What you need to do: Look for the string "Ignoring" in the listing below, then copy every line that has it.

--------------------------------------------------

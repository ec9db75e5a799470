//! Origin-checked messaging with an embedded sub-frame
//!
//! Messages are JSON objects of the shape `{ "command": ..., "payload": ... }`.
//! Command types are plain serde enums:
//!
//! ```ignore
//! #[derive(Serialize, Deserialize)]
//! #[serde(tag = "command", content = "payload", rename_all = "kebab-case")]
//! enum NftCommand {
//!     UpdateLoading(bool),
//!     ToggleNftModal(bool),
//! }
//!
//! impl FrameCommand for NftCommand {
//!     const COMMANDS: &'static [&'static str] = &["update-loading", "toggle-nft-modal"];
//! }
//!
//! let channel = FrameChannel::new("chrome-untrusted://nft-display");
//! match channel.accept::<NftCommand>(&origin, &data)? {
//!     Some(NftCommand::ToggleNftModal(show)) => { /* ... */ }
//!     _ => {}
//! }
//! ```

use serde::de::DeserializeOwned;
use serde::Serialize;
use serde_json::Value;

use crate::error::FrameError;

/// A tagged union of commands understood on a frame channel.
pub trait FrameCommand: Serialize + DeserializeOwned {
    /// Every recognized `command` tag.
    const COMMANDS: &'static [&'static str];
}

/// An encoded message ready to be posted to the peer frame.
#[derive(Debug, Clone, PartialEq, Eq)]
pub struct FrameMessage {
    pub target_origin: String,
    pub data: String,
}

/// Message channel with one peer frame, identified by its exact origin.
#[derive(Debug, Clone)]
pub struct FrameChannel {
    origin: String,
}

impl FrameChannel {
    pub fn new(origin: impl Into<String>) -> Self {
        Self {
            origin: origin.into(),
        }
    }

    pub fn origin(&self) -> &str {
        &self.origin
    }

    /// Validate and decode an incoming message.
    ///
    /// Returns `Ok(None)` for messages without a recognized command; those
    /// are ignored rather than rejected.
    pub fn accept<C: FrameCommand>(&self, origin: &str, data: &str) -> Result<Option<C>, FrameError> {
        if origin != self.origin {
            return Err(FrameError::OriginMismatch {
                origin: origin.to_string(),
            });
        }

        let message: Value = serde_json::from_str(data).map_err(|err| FrameError::Malformed {
            command: String::new(),
            reason: err.to_string(),
        })?;

        let Some(command) = message.get("command").and_then(Value::as_str) else {
            tracing::trace!(origin, "Ignoring frame message without command");
            return Ok(None);
        };
        if !C::COMMANDS.contains(&command) {
            tracing::trace!(origin, command, "Ignoring unknown frame command");
            return Ok(None);
        }

        let command = command.to_string();
        serde_json::from_value(message)
            .map(Some)
            .map_err(|err| FrameError::Malformed {
                command,
                reason: err.to_string(),
            })
    }

    /// Encode a command for the peer frame.
    pub fn post<C: FrameCommand>(&self, command: &C) -> Result<FrameMessage, FrameError> {
        let data = serde_json::to_string(command).map_err(|err| FrameError::Malformed {
            command: String::new(),
            reason: err.to_string(),
        })?;
        Ok(FrameMessage {
            target_origin: self.origin.clone(),
            data,
        })
    }
}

--------------------------------------------------

Reply to the exercise:
            tracing::trace!(origin, "Ignoring frame message without command");
            tracing::trace!(origin, command, "Ignoring unknown frame command");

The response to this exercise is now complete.